→ Try it: Keep only the lines of the material below that contain the word "labels". Copy those lines.

======

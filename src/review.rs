//! 対話式レビューモジュール
//!
//! インポートしたシートを確認し、出品しないアイテムの除外と
//! 価格不明アイテムの価格入力を行う。

use crate::error::{AuctionBuilderError, Result};
use crate::sheet::{load_sheet, save_sheet};
use auction_builder_common::{AuctionItem, AuctionSheet, Price};
use dialoguer::{Confirm, Input, MultiSelect};
use std::path::Path;

/// レビュー結果
#[derive(Debug, Clone, Default, PartialEq, Eq)]
pub struct ReviewStats {
    pub excluded: usize,
    pub priced: usize,
}

/// 選択肢の表示文字列
pub fn row_label(item: &AuctionItem) -> String {
    format!("{:<36} {:>6}  {}", item.name, item.id, item.price)
}

/// 選択された行だけを除外にする
pub fn apply_exclusions(items: &mut [AuctionItem], selected: &[usize]) -> usize {
    for (idx, item) in items.iter_mut().enumerate() {
        item.excluded = selected.contains(&idx);
    }
    items.iter().filter(|i| i.excluded).count()
}

/// 価格不明かつ除外されていない行
pub fn unknown_price_rows(items: &[AuctionItem]) -> Vec<usize> {
    items
        .iter()
        .enumerate()
        .filter(|(_, i)| !i.excluded && !i.price.is_known())
        .map(|(idx, _)| idx)
        .collect()
}

/// シートファイルを対話式でレビュー
pub fn run_interactive_review(input_path: &Path, output_path: Option<&Path>) -> Result<()> {
    let mut sheet = load_sheet(input_path)?;

    if sheet.items.is_empty() {
        println!("シートに行がありません");
        return Ok(());
    }

    let stats = review_sheet(&mut sheet)?;

    let output = output_path.unwrap_or(input_path);
    save_sheet(output, &sheet)?;

    println!(
        "\n✓ 保存しました: {} (除外 {}件 / 価格入力 {}件)",
        output.display(),
        stats.excluded,
        stats.priced
    );
    Ok(())
}

/// メモリ上のシートを対話式でレビュー
pub fn review_sheet(sheet: &mut AuctionSheet) -> Result<ReviewStats> {
    let labels: Vec<String> = sheet.items.iter().map(row_label).collect();
    let defaults: Vec<bool> = sheet.items.iter().map(|i| i.excluded).collect();

    let selected = MultiSelect::new()
        .with_prompt("除外するアイテムを選択 (Space:切替 Enter:確定)")
        .items(&labels)
        .defaults(&defaults)
        .interact()
        .map_err(prompt_error)?;

    let mut stats = ReviewStats {
        excluded: apply_exclusions(&mut sheet.items, &selected),
        priced: 0,
    };

    let unknown = unknown_price_rows(&sheet.items);
    if unknown.is_empty() {
        return Ok(stats);
    }

    let edit = Confirm::new()
        .with_prompt(format!("価格不明のアイテムが{}件あります。価格を入力しますか?", unknown.len()))
        .default(false)
        .interact()
        .map_err(prompt_error)?;
    if !edit {
        return Ok(stats);
    }

    println!("空Enterで unknown のまま");
    for (count, &idx) in unknown.iter().enumerate() {
        let input: String = Input::new()
            .with_prompt(format!("[{}/{}] {}", count + 1, unknown.len(), sheet.items[idx].name))
            .allow_empty(true)
            .validate_with(|s: &String| -> std::result::Result<(), String> {
                s.parse::<Price>().map(|_| ()).map_err(|e| e.to_string())
            })
            .interact_text()
            .map_err(prompt_error)?;

        let price: Price = input.parse()?;
        if price.is_known() {
            sheet.items[idx].price = price;
            stats.priced += 1;
        }
    }

    Ok(stats)
}

fn prompt_error(e: dialoguer::Error) -> AuctionBuilderError {
    AuctionBuilderError::Prompt(e.to_string())
}

#[cfg(test)]
mod tests {
    use super::*;

    fn items() -> Vec<AuctionItem> {
        vec![
            AuctionItem { name: "Bone Chips".into(), id: "13073".into(), price: Price::Known(50), excluded: false },
            AuctionItem { name: "Rusty Dagger".into(), id: "7007".into(), price: Price::Unknown, excluded: true },
            AuctionItem { name: "Cloth Cap".into(), id: "1001".into(), price: Price::Unknown, excluded: false },
        ]
    }

    #[test]
    fn test_apply_exclusions_replaces_flags() {
        let mut rows = items();
        let count = apply_exclusions(&mut rows, &[0]);
        assert_eq!(count, 1);
        assert!(rows[0].excluded);
        assert!(!rows[1].excluded);
        assert!(!rows[2].excluded);
    }

    #[test]
    fn test_unknown_price_rows_skip_excluded() {
        assert_eq!(unknown_price_rows(&items()), vec![2]);
    }

    #[test]
    fn test_row_label() {
        let label = row_label(&items()[0]);
        assert!(label.starts_with("Bone Chips"));
        assert!(label.contains("13073"));
        assert!(label.ends_with("50"));
    }
}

======

→ Task solution:
    let labels: Vec<String> = sheet.items.iter().map(row_label).collect();
        .items(&labels)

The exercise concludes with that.